### DATA TO USE:
----------------------------------------

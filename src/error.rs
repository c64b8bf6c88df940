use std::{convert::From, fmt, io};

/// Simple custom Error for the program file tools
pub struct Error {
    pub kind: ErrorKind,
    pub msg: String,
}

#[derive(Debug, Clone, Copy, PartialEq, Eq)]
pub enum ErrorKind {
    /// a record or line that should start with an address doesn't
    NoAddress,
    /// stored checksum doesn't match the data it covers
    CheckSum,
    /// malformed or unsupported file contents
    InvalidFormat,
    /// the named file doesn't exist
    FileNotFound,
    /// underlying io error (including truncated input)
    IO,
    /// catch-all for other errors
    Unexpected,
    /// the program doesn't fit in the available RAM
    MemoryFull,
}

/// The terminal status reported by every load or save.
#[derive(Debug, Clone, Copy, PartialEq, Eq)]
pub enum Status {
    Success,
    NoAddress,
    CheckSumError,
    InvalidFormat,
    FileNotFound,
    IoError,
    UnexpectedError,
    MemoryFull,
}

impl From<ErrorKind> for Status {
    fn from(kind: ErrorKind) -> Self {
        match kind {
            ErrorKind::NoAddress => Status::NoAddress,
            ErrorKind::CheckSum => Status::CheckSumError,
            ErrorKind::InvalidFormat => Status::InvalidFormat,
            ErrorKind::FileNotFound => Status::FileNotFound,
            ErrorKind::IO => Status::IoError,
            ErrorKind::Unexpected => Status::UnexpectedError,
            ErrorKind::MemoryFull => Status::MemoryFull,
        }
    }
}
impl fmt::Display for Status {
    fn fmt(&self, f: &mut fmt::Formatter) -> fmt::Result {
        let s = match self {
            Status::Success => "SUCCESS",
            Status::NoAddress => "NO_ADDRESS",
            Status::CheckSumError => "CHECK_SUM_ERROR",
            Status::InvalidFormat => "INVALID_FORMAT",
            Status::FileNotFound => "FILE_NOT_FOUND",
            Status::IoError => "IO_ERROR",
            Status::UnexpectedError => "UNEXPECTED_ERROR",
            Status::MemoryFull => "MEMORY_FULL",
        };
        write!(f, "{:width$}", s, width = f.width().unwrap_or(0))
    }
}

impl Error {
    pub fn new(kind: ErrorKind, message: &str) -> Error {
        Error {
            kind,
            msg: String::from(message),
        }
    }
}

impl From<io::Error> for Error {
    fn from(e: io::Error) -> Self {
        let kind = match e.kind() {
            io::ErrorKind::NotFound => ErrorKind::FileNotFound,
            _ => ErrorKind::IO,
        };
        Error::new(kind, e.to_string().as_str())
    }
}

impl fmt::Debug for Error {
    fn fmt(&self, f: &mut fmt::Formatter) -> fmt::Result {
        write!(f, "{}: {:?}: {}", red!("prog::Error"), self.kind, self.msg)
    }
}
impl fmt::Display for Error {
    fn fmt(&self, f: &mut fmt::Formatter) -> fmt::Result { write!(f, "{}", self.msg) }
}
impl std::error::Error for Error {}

----------------------------------------

Your reply should hold only the lines from the first line of the records through the one with "impl fmt::Display for Status", reproduced word for word.

### RESULT OF THIS TASK:
filename src/error.rs
repository c64b8bf6c88df940
use std::{convert::From, fmt, io};

/// Simple custom Error for the program file tools
pub struct Error {
    pub kind: ErrorKind,
    pub msg: String,
}

#[derive(Debug, Clone, Copy, PartialEq, Eq)]
pub enum ErrorKind {
    /// a record or line that should start with an address doesn't
    NoAddress,
    /// stored checksum doesn't match the data it covers
    CheckSum,
    /// malformed or unsupported file contents
    InvalidFormat,
    /// the named file doesn't exist
    FileNotFound,
    /// underlying io error (including truncated input)
    IO,
    /// catch-all for other errors
    Unexpected,
    /// the program doesn't fit in the available RAM
    MemoryFull,
}

/// The terminal status reported by every load or save.
#[derive(Debug, Clone, Copy, PartialEq, Eq)]
pub enum Status {
    Success,
    NoAddress,
    CheckSumError,
    InvalidFormat,
    FileNotFound,
    IoError,
    UnexpectedError,
    MemoryFull,
}

impl From<ErrorKind> for Status {
    fn from(kind: ErrorKind) -> Self {
        match kind {
            ErrorKind::NoAddress => Status::NoAddress,
            ErrorKind::CheckSum => Status::CheckSumError,
            ErrorKind::InvalidFormat => Status::InvalidFormat,
            ErrorKind::FileNotFound => Status::FileNotFound,
            ErrorKind::IO => Status::IoError,
            ErrorKind::Unexpected => Status::UnexpectedError,
            ErrorKind::MemoryFull => Status::MemoryFull,
        }
    }
}
impl fmt::Display for Status {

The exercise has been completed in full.